Review: Urinetown flushed with big laughs
Don't let the name scare you. "Urinetown, the Musical" is a must see.
The Phoenix Theatre opened its production of the show Friday, June 21 on the Sheldon Theatre stage. From the curtain's first rise, it becomes clear that "Urinetown" does not fit the conventional musical mold.
In a perfectly cast lead role, Helene Olson-Reed welcomes the audience as the narrator and brute and bold police captain Officer Lockstock. Olson-Reed is wildly entertaining to watch on stage, in the aisles, in the balcony and wherever else she may pop up throughout the production. With help from idealistic poor girl Little Sally, played by Hannah Kowalchyk, the audience is clued into the unfolding plot of the musical.
Set in the near-distant future, a long drought and crippling water shortage have made life difficult for poorer residents. Under the government's order, public bathrooms are owned and operated by the behemoth Urine Good Company and its villainous leader, Caldwell B. Cladwell, played by Cory Koplin. If the strict laws prohibiting free urination are not obeyed, the perpetrators will be sent to the feared and unexplainable Urinetown.
At one of many controlled public amenity stations, Penelope Pennywise (Tricia Perau) tries to keep order while collecting fees from people to use the bathroom. Perau dominated the stage as she sang "A Privilege to Pee," one of the show's earliest musical numbers that sets the direction of the rest of the production.

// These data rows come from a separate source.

// CLASSIFICATION: COMMUNITY
// Filename: endtoend.rs v0.3
// Author: Lukas Bower
// Date Modified: 2026-08-01

//! Full-stack tests: a real server over TCP loopback, a real client
//! transport, and the caching VFS on top. Only the kernel mount is left
//! out; it is a thin adapter over the same operations contract.

use std::fs;
use std::path::{Path, PathBuf};
use std::sync::Arc;
use std::time::{Duration, Instant};

use tempfile::TempDir;

use tetherfs::client::cache::Cache;
use tetherfs::client::cached::CachedVfs;
use tetherfs::client::link::ClientLink;
use tetherfs::client::loader::BackgroundLoader;
use tetherfs::client::vfs::{RemoteVfs, Vfs};
use tetherfs::proto::{FsError, OpenFlags, Payload, PayloadKind, Pong, RenameFlags, TimeSpec};
use tetherfs::relay::{Dispatcher, Priority, ReplyTable, Scheduler};
use tetherfs::server::link::ServerLink;
use tetherfs::server::watcher::{TemporalIgnores, Watcher};
use tetherfs::server::worker::Worker;
use tetherfs::{DEFAULT_COMPRESS, IGNORE_DURATION};

struct TestServer {
    dir: TempDir,
    link: Arc<ServerLink>,
    worker: Worker,
    watcher: Option<Watcher>,
    endpoint: String,
}

impl TestServer {
    fn start(with_watcher: bool) -> Self {
        let dir = tempfile::tempdir().expect("tempdir");
        let root = fs::canonicalize(dir.path()).expect("canonicalize root");

        let (link, inbound) = ServerLink::bind("127.0.0.1:0", DEFAULT_COMPRESS).expect("bind");
        let endpoint = format!("tcp://{}", link.local_addr().expect("local addr"));
        let link = Arc::new(link);
        let ignores = Arc::new(TemporalIgnores::new(IGNORE_DURATION));

        let worker = Worker::new(root.clone(), Arc::clone(&link), Arc::clone(&ignores), inbound, 4);
        link.start();
        worker.start();

        let watcher = with_watcher.then(|| {
            let watcher = Watcher::new(root, Arc::clone(&link), ignores);
            watcher.start();
            watcher
        });

        Self {
            dir,
            link,
            worker,
            watcher,
            endpoint,
        }
    }

    fn root(&self) -> PathBuf {
        fs::canonicalize(self.dir.path()).expect("canonicalize root")
    }
}

impl Drop for TestServer {
    fn drop(&mut self) {
        if let Some(watcher) = &self.watcher {
            watcher.stop();
        }
        if let Some(watcher) = self.watcher.take() {
            watcher.join();
        }
        self.link.stop();
        self.worker.join();
        self.link.join();
    }
}

struct TestClient {
    scheduler: Arc<Scheduler>,
    replies: Arc<ReplyTable>,
    loader: Arc<BackgroundLoader>,
    vfs: CachedVfs<RemoteVfs>,
    link: ClientLink,
}

impl TestClient {
    fn connect(endpoint: &str, preload: Vec<String>) -> Self {
        let scheduler = Arc::new(Scheduler::seeded());
        let replies = Arc::new(ReplyTable::new());
        let cache = Arc::new(Cache::new());

        let remote = RemoteVfs::new(Arc::clone(&scheduler), Arc::clone(&replies));
        let vfs = CachedVfs::new(remote, Arc::clone(&cache));

        let loader = Arc::new(BackgroundLoader::new(
            Arc::clone(&scheduler),
            Arc::clone(&replies),
            Arc::clone(&cache),
            preload,
        ));

        let mut dispatcher = Dispatcher::new();
        {
            let loader = Arc::clone(&loader);
            dispatcher.subscribe(PayloadKind::NotifyChanged, move |_id, _payload| {
                loader.invalidate();
            });
        }

        let link = ClientLink::new(
            endpoint,
            Arc::clone(&scheduler),
            Arc::clone(&replies),
            Arc::new(dispatcher),
            DEFAULT_COMPRESS,
        );
        link.start();
        loader.start();

        let client = Self {
            scheduler,
            replies,
            loader,
            vfs,
            link,
        };
        client.wait_ready();
        client
    }

    /// Ping until the link is actually up; frames sent before the
    /// connection exists are dropped by design.
    fn wait_ready(&self) {
        let deadline = Instant::now() + Duration::from_secs(10);
        let queue = self.scheduler.open_queue(Priority::HIGH);
        while Instant::now() < deadline {
            let mid = queue.push(Payload::Ping);
            let pong: Option<Pong> = self.replies.wait(mid, Duration::from_millis(250));
            if pong.is_some() {
                return;
            }
        }
        panic!("server never answered a ping");
    }

    fn wait_for_path(&self, path: &str, timeout: Duration) -> bool {
        let deadline = Instant::now() + timeout;
        while Instant::now() < deadline {
            if self.vfs.getattr(Path::new(path)).is_ok() {
                return true;
            }
            std::thread::sleep(Duration::from_millis(100));
        }
        false
    }
}

impl Drop for TestClient {
    fn drop(&mut self) {
        self.loader.stop();
        self.loader.join();
        self.link.stop();
        self.link.join();
    }
}

fn rw_create() -> OpenFlags {
    OpenFlags::from_raw((libc::O_RDWR | libc::O_CREAT) as u32)
}

#[test]
fn create_write_read_back() {
    let server = TestServer::start(false);
    let client = TestClient::connect(&server.endpoint, Vec::new());

    let handle = client
        .vfs
        .create(Path::new("/greeting"), rw_create(), 0o644)
        .expect("create");
    let written = client
        .vfs
        .write(handle, b"hello over the wire", 0)
        .expect("write");
    assert_eq!(written, 19);
    client.vfs.close(handle).expect("close");

    // the write really reached the served directory
    assert_eq!(
        fs::read(server.root().join("greeting")).expect("server file"),
        b"hello over the wire"
    );

    // and the mirror answers stat without further help
    let attrs = client.vfs.getattr(Path::new("/greeting")).expect("getattr");
    assert_eq!(attrs.size, 19);

    // a fresh read-only open serves the same bytes
    let reader = client
        .vfs
        .open(
            Path::new("/greeting"),
            OpenFlags::from_raw(libc::O_RDONLY as u32),
        )
        .expect("open");
    let mut buf = vec![0u8; 19];
    let count = client.vfs.read(reader, &mut buf, 0).expect("read");
    assert_eq!(count, 19);
    assert_eq!(&buf, b"hello over the wire");
    client.vfs.close(reader).expect("close reader");
}

#[test]
fn mkdir_and_readdir_from_mirror() {
    let server = TestServer::start(false);
    let client = TestClient::connect(&server.endpoint, Vec::new());

    client.vfs.mkdir(Path::new("/docs"), 0o755).expect("mkdir");
    let handle = client
        .vfs
        .create(Path::new("/docs/a.txt"), rw_create(), 0o644)
        .expect("create");
    client.vfs.close(handle).expect("close");

    assert!(server.root().join("docs/a.txt").is_file());

    let mut names = Vec::new();
    client
        .vfs
        .readdir(Path::new("/docs"), &mut |name, _attrs| {
            names.push(name.to_owned());
        })
        .expect("readdir");
    assert_eq!(names, ["a.txt"]);
}

#[test]
fn loader_populates_mirror_from_server_state() {
    let server = TestServer::start(false);
    fs::create_dir(server.root().join("seeded")).expect("seed dir");
    fs::write(server.root().join("seeded/data"), vec![9u8; 42]).expect("seed file");

    let client = TestClient::connect(&server.endpoint, vec!["/seeded".to_owned()]);
    client.loader.invalidate();
    assert!(
        client.wait_for_path("/seeded/data", Duration::from_secs(10)),
        "loader never mirrored the seeded file"
    );
    let attrs = client.vfs.getattr(Path::new("/seeded/data")).expect("stat");
    assert_eq!(attrs.size, 42);

    // preloaded content serves reads through a lazy handle
    let handle = client
        .vfs
        .open(
            Path::new("/seeded/data"),
            OpenFlags::from_raw(libc::O_RDONLY as u32),
        )
        .expect("open");
    let mut buf = vec![0u8; 42];
    let count = client.vfs.read(handle, &mut buf, 0).expect("read");
    assert_eq!(count, 42);
    assert_eq!(buf, vec![9u8; 42]);
}

#[test]
fn rename_variants() {
    let server = TestServer::start(false);
    let client = TestClient::connect(&server.endpoint, Vec::new());

    for (name, content) in [("x", "100 bytes"), ("y", "kilobyte")] {
        let handle = client
            .vfs
            .create(&Path::new("/").join(name), rw_create(), 0o644)
            .expect("create");
        client
            .vfs
            .write(handle, content.as_bytes(), 0)
            .expect("write");
        client.vfs.close(handle).expect("close");
    }

    // no-replace refuses an occupied target
    assert_eq!(
        client
            .vfs
            .rename(Path::new("/x"), Path::new("/y"), RenameFlags::NO_REPLACE)
            .unwrap_err(),
        FsError::Exists
    );

    // exchange swaps contents on the server
    client
        .vfs
        .rename(Path::new("/x"), Path::new("/y"), RenameFlags::EXCHANGE)
        .expect("exchange");
    assert_eq!(fs::read(server.root().join("x")).unwrap(), b"kilobyte");
    assert_eq!(fs::read(server.root().join("y")).unwrap(), b"100 bytes");

    // ancestor exchanges are refused locally
    assert_eq!(
        client
            .vfs
            .rename(Path::new("/"), Path::new("/x"), RenameFlags::EXCHANGE)
            .unwrap_err(),
        FsError::Invalid
    );

    // plain rename moves
    client
        .vfs
        .rename(Path::new("/x"), Path::new("/z"), RenameFlags::from_raw(0))
        .expect("rename");
    assert!(!server.root().join("x").exists());
    assert!(server.root().join("z").exists());
    let attrs = client.vfs.getattr(Path::new("/z")).expect("stat renamed");
    assert_eq!(attrs.size, 8);
}

#[test]
fn unlink_removes_everywhere() {
    let server = TestServer::start(false);
    let client = TestClient::connect(&server.endpoint, Vec::new());

    let handle = client
        .vfs
        .create(Path::new("/doomed"), rw_create(), 0o644)
        .expect("create");
    client.vfs.write(handle, b"bytes", 0).expect("write");
    client.vfs.close(handle).expect("close");

    client.vfs.unlink(Path::new("/doomed")).expect("unlink");
    assert!(!server.root().join("doomed").exists());
    assert_eq!(
        client.vfs.getattr(Path::new("/doomed")).unwrap_err(),
        FsError::NotFound
    );
}

#[test]
fn utimens_reflects_server_clock_policy() {
    let server = TestServer::start(false);
    let client = TestClient::connect(&server.endpoint, Vec::new());

    let handle = client
        .vfs
        .create(Path::new("/stamped"), rw_create(), 0o644)
        .expect("create");
    client.vfs.close(handle).expect("close");

    let mtime = TimeSpec {
        sec: 1_500_000_000,
        nsec: 0,
    };
    client
        .vfs
        .utimens(Path::new("/stamped"), None, Some(mtime))
        .expect("utimens");

    let attrs = client.vfs.getattr(Path::new("/stamped")).expect("stat");
    assert_eq!(attrs.mtime.sec, 1_500_000_000);

    let meta = fs::metadata(server.root().join("stamped")).expect("server stat");
    use std::os::unix::fs::MetadataExt;
    assert_eq!(meta.mtime(), 1_500_000_000);
}

#[test]
fn truncate_and_chmod_round_trip() {
    let server = TestServer::start(false);
    let client = TestClient::connect(&server.endpoint, Vec::new());

    let handle = client
        .vfs
        .create(Path::new("/sized"), rw_create(), 0o644)
        .expect("create");
    client.vfs.write(handle, &[1u8; 100], 0).expect("write");
    client.vfs.close(handle).expect("close");

    client.vfs.truncate(Path::new("/sized"), 10).expect("truncate");
    assert_eq!(fs::metadata(server.root().join("sized")).unwrap().len(), 10);
    assert_eq!(client.vfs.getattr(Path::new("/sized")).unwrap().size, 10);

    client.vfs.chmod(Path::new("/sized"), 0o600).expect("chmod");
    use std::os::unix::fs::MetadataExt;
    assert_eq!(
        fs::metadata(server.root().join("sized")).unwrap().mode() & 0o777,
        0o600
    );
}

#[test]
fn symlink_and_readlink() {
    let server = TestServer::start(false);
    let client = TestClient::connect(&server.endpoint, Vec::new());

    client
        .vfs
        .symlink(Path::new("/somewhere/else"), Path::new("/pointer"))
        .expect("symlink");
    let target = client.vfs.readlink(Path::new("/pointer")).expect("readlink");
    assert_eq!(target, PathBuf::from("/somewhere/else"));

    let attrs = client.vfs.getattr(Path::new("/pointer")).expect("stat");
    assert!(attrs.is_symlink());
}

#[test]
fn large_io_crosses_fragment_boundaries() {
    let server = TestServer::start(false);
    let client = TestClient::connect(&server.endpoint, Vec::new());

    // three fragments plus a tail
    let payload: Vec<u8> = (0..(96 * 1024 + 1000)).map(|v| (v % 251) as u8).collect();
    let handle = client
        .vfs
        .create(Path::new("/big"), rw_create(), 0o644)
        .expect("create");
    let written = client.vfs.write(handle, &payload, 0).expect("write");
    assert_eq!(written, payload.len());
    client.vfs.close(handle).expect("close");

    assert_eq!(fs::read(server.root().join("big")).unwrap(), payload);

    let reader = client
        .vfs
        .open(Path::new("/big"), OpenFlags::from_raw(libc::O_RDONLY as u32))
        .expect("open");
    let mut buf = vec![0u8; payload.len()];
    let count = client.vfs.read(reader, &mut buf, 0).expect("read");
    assert_eq!(count, payload.len());
    assert_eq!(buf, payload);

    // a fresh client has no cached blocks, so this read really
    // travels the wire in fragments; the link serves one client at a
    // time, so disconnect the first before the second dials in
    drop(client);
    let other = TestClient::connect(&server.endpoint, Vec::new());
    other.loader.invalidate();
    assert!(other.wait_for_path("/big", Duration::from_secs(10)));
    let remote_reader = other
        .vfs
        .open(Path::new("/big"), OpenFlags::from_raw(libc::O_RDONLY as u32))
        .expect("open");
    let mut remote_buf = vec![0u8; payload.len()];
    let count = other
        .vfs
        .read(remote_reader, &mut remote_buf, 0)
        .expect("remote read");
    assert_eq!(count, payload.len());
    assert_eq!(remote_buf, payload);
}

#[test]
fn watcher_notifies_about_external_edits() {
    let server = TestServer::start(true);
    let client = TestClient::connect(&server.endpoint, Vec::new());

    // give the recursive subscription a moment to arm
    std::thread::sleep(Duration::from_millis(500));

    fs::write(server.root().join("external"), b"edited behind the client").expect("edit");

    assert!(
        client.wait_for_path("/external", Duration::from_secs(20)),
        "external edit never reached the mirror"
    );
    let attrs = client.vfs.getattr(Path::new("/external")).expect("stat");
    assert_eq!(attrs.size, 24);
}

Working under Pennywise is the young Bobby Strong, played by Caleb Conway. Strong becomes the brave hero, fighting with everything he has against the rich Cladwell to gain the freedom to pee for all. Conway, one of several cast members from Ellsworth, wowed the audience with his high-powered tenor voice.
As tensions rise between the rich and the poor, Cladwell's daughter Hope enters, back home after completing college, to work for her father's company. When Hope, beautifully played by Brittany Westerberg, and Bobby Strong meet, the star-crossed lovers story begins. Westerberg and Conway share the stage in some of the show's most melodic moments, displaying impassioned harmonies.
The Sheldon itself, and the audience at times, become characters in the show, mostly in part to Olson-Reed's narrative addresses to show-goers.
The laughs in the show come from all around the cast and at a face past. The satirical writing of the show is accentuated with effective lighting, set designs and a genre-bending pit orchestra. The four musicians, Cheryl Hemphill, Grayson Wilson-Cacciapalle, Jeremy Guse and Rob Schmidtke, are seated just behind the set and add great variety to the production.
Throughout the production, the entire cast shined. Vocals were strong across the board, and choreography was tight and entertaining. At the opening night performance, a standing ovation was nearly instantaneous for the cast and crew.
Urinetown is a refreshingly fun trip to the theater. The modern musical takes on greed, oppression and resistance with great music and clever lyrics. While the power struggle keeps audiences laughing, it also lends cause to greater thinking. From top to bottom, and with plenty of toilet humor to boot, the Phoenix Theatre's "Urinetown" is the total package.
Catch the remaining shows Thursday-Sunday this week at the Sheldon Theatre.
If you go ...
Who: Phoenix Theatre
When: 7 p.m. Thursday July 27; 7:30 p.m. July 28-29 and 3 p.m. July 30
Where: Sheldon Theatre, 443 W. Third St.